Poi l'attenzione si sposta sugli antichi macchinari, sulle foto dei calzaturifici che hanno fatto la storia di questo territorio, sui documenti in cui compaiono i primi slogan delle imprese. A Vigevano, invece, possiamo visitare un museo della calzatura frutto della cospicua donazione della famiglia Bartolini, inaugurato nel 1972. La raccolta comprende circa 300 pezzi che offrono un'inedita storia della calzatura vista come elemento di costume, spaziando nei secoli e nelle diverse civiltà. La rassegna è divisa in tre sezioni: quella storica mostra scarpe fabbricate dal XV secolo sino ad oggi, comprese quelle appartenute a personaggi noti (pianella di Beatrice d'Este 1490 ca.), e scarpe militari. La sezione etnografica riunisce calzaure in uso presso i popoli della terra. Chiude la mostra la sezione delle curiosità. Prossimo Museo della calzatura, in via di apertura, quello di San Mauro Pascoli, il "paese dei calzolai".

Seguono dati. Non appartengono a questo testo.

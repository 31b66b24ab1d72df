use alliance::contract::sudo;
use alliance_types::{
    asset::AllianceAsset,
    msg::{QueryMsg, RewardWeightSnapshotResponse, SudoMsg, ValidatorResponse},
};
use cosmwasm_std::{coin, Decimal, Response};

use super::helpers::{
    dec, th_claim, th_create_alliance, th_delegate, th_end_block, th_env, th_query, th_setup,
    th_update_weight, MockDeps, REWARD_DELAY, VAL1, VAL2,
};

fn query_alliance(deps: &MockDeps) -> AllianceAsset {
    th_query(
        deps.as_ref(),
        QueryMsg::Alliance {
            denom: "aaa".to_string(),
        },
    )
}

fn query_snapshots(deps: &MockDeps, validator: &str) -> Vec<RewardWeightSnapshotResponse> {
    th_query(
        deps.as_ref(),
        QueryMsg::RewardWeightSnapshots {
            denom: "aaa".to_string(),
            validator: validator.to_string(),
            start_height: None,
            limit: None,
        },
    )
}

fn event_position(res: &Response, ty: &str) -> Option<usize> {
    res.events.iter().position(|event| event.ty == ty)
}

#[test]
fn assets_are_initialized_once_their_rewards_start() {
    let (mut deps, mut chain) = th_setup();
    th_create_alliance(&mut deps, &mut chain, th_env(1, 0), "aaa", dec("1"), Decimal::zero());

    let res = th_end_block(&mut deps, &mut chain, th_env(2, REWARD_DELAY - 1));
    assert_eq!(event_position(&res, "alliance/initialize_asset"), None);
    assert!(!query_alliance(&deps).is_initialized);
    assert!(query_snapshots(&deps, VAL1).is_empty());

    let res = th_end_block(&mut deps, &mut chain, th_env(3, REWARD_DELAY));
    let event = &res.events[event_position(&res, "alliance/initialize_asset").unwrap()];
    assert!(event.attributes.iter().any(|a| a.key == "snapshots" && a.value == "2"));
    assert!(query_alliance(&deps).is_initialized);

    // one zero weight snapshot per validator closes the warm-up
    for validator in [VAL1, VAL2] {
        let snapshots = query_snapshots(&deps, validator);
        assert_eq!(snapshots.len(), 1);
        assert_eq!(snapshots[0].height, 3);
        assert_eq!(snapshots[0].snapshot.prev_reward_weight, Decimal::zero());
    }

    let res = th_end_block(&mut deps, &mut chain, th_env(4, REWARD_DELAY + 10));
    assert_eq!(event_position(&res, "alliance/initialize_asset"), None);
    assert_eq!(query_snapshots(&deps, VAL1).len(), 1);
}

#[test]
fn activation_runs_before_the_rebalance() {
    let (mut deps, mut chain) = th_setup();
    th_create_alliance(&mut deps, &mut chain, th_env(1, 0), "aaa", dec("1"), Decimal::zero());
    th_delegate(&mut deps, &mut chain, th_env(2, 0), "user1", VAL1, 1_000_000, "aaa").unwrap();

    let res = th_end_block(&mut deps, &mut chain, th_env(3, REWARD_DELAY));
    assert!(res.attributes.iter().any(|a| a.key == "action" && a.value == "end_block"));

    let initialize = event_position(&res, "alliance/initialize_asset").unwrap();
    let rebalance = event_position(&res, "alliance/rebalance").unwrap();
    assert!(initialize < rebalance);
}

#[test]
fn validator_created_resets_the_validator_account() {
    let (mut deps, mut chain) = th_setup();
    th_create_alliance(&mut deps, &mut chain, th_env(1, 0), "aaa", dec("1"), Decimal::zero());
    th_delegate(&mut deps, &mut chain, th_env(2, 0), "user1", VAL1, 1_000_000, "aaa").unwrap();
    th_end_block(&mut deps, &mut chain, th_env(3, REWARD_DELAY));

    chain.accrue_rewards(VAL1, &[coin(1_000_000, "stake")]);
    th_claim(&mut deps, &mut chain, th_env(4, REWARD_DELAY + 10), "user1", VAL1, "aaa").unwrap();

    let validator: ValidatorResponse = th_query(
        deps.as_ref(),
        QueryMsg::Validator {
            validator: VAL1.to_string(),
        },
    );
    assert!(!validator.global_reward_indices.is_empty());
    assert!(!validator.validator_shares.is_empty());

    let res = sudo(
        deps.as_mut(),
        th_env(5, REWARD_DELAY + 20),
        &mut chain,
        SudoMsg::ValidatorCreated {
            validator: VAL1.to_string(),
        },
    )
    .unwrap();
    assert_eq!(res.events[0].ty, "alliance/validator_created");

    let validator: ValidatorResponse = th_query(
        deps.as_ref(),
        QueryMsg::Validator {
            validator: VAL1.to_string(),
        },
    );
    assert!(validator.global_reward_indices.is_empty());
    assert!(validator.total_delegator_shares.is_empty());
    assert!(validator.validator_shares.is_empty());
}

#[test]
fn snapshot_pages_keep_a_height_together() {
    let (mut deps, mut chain) = th_setup();
    th_create_alliance(&mut deps, &mut chain, th_env(1, 0), "aaa", dec("1"), Decimal::zero());
    th_end_block(&mut deps, &mut chain, th_env(3, REWARD_DELAY));
    th_update_weight(&mut deps, &mut chain, th_env(4, REWARD_DELAY + 10), "aaa", dec("2"))
        .unwrap();
    th_update_weight(&mut deps, &mut chain, th_env(4, REWARD_DELAY + 10), "aaa", dec("3"))
        .unwrap();
    th_update_weight(&mut deps, &mut chain, th_env(5, REWARD_DELAY + 20), "aaa", dec("4"))
        .unwrap();

    let page = |start_height: Option<u64>| -> Vec<(u64, Decimal)> {
        let snapshots: Vec<RewardWeightSnapshotResponse> = th_query(
            deps.as_ref(),
            QueryMsg::RewardWeightSnapshots {
                denom: "aaa".to_string(),
                validator: VAL1.to_string(),
                start_height,
                limit: Some(1),
            },
        );
        snapshots.into_iter().map(|s| (s.height, s.snapshot.prev_reward_weight)).collect()
    };

    assert_eq!(page(None), vec![(3, Decimal::zero())]);
    // both changes at height 4 come back together, past the limit
    assert_eq!(page(Some(4)), vec![(4, dec("1")), (4, dec("2"))]);
    assert_eq!(page(Some(5)), vec![(5, dec("3"))]);
    assert!(page(Some(6)).is_empty());
}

Nella Torre di pascoliniana memoria attraverso un itinerario tra storia e attualità sarà testimoniato come un paese di ciabattini in pochi decenni è divenuto un polo calzaturiero di caratura mondiale. Oggi poche sono le persone che considerano la scarpa come un semplice strumento di protezione del piede, fondamentale organo vitale che necessita di grande attenzione, rispetto e cura. Rinunciare alla tentazione dell'acquisto di una calzatura è per molti un'impresa impossibile: esistono veri e propri appassionati della scarpa, una sorta di cultori dai profondi risvolti psicologici. "Dimmi che scarpa porti che ti dirò chi sei" potrebbe essere il nuovo motto dell'era del consumismo. Più numerose le donne ma appassionati anche gli uomini, frequente il collezionismo di scarpe, forse calzate una sola volta oppure mai intaccate. L'importante è averle, ammirarle, goderle, come accade al personaggio interpretato dalla brava Margherita Buy nell'ultimo divertente film diretto da Carlo Verdone "Ma che colpa abbiamo noi" che ironizza sui risvolti psicotici e maniacali di un gruppo di persone in psicoterapia. E' facile fare follie per l'acquisto di una scarpa o di uno stivale, la passione, d'altronde, come per gli intenditori di vino o arte non pone limiti. Non sarà dunque un caso se gli italiani, più di altre nazionionalità, quando conoscono qualcuno prima gettano lo sguardo in basso per poi risalire in alto.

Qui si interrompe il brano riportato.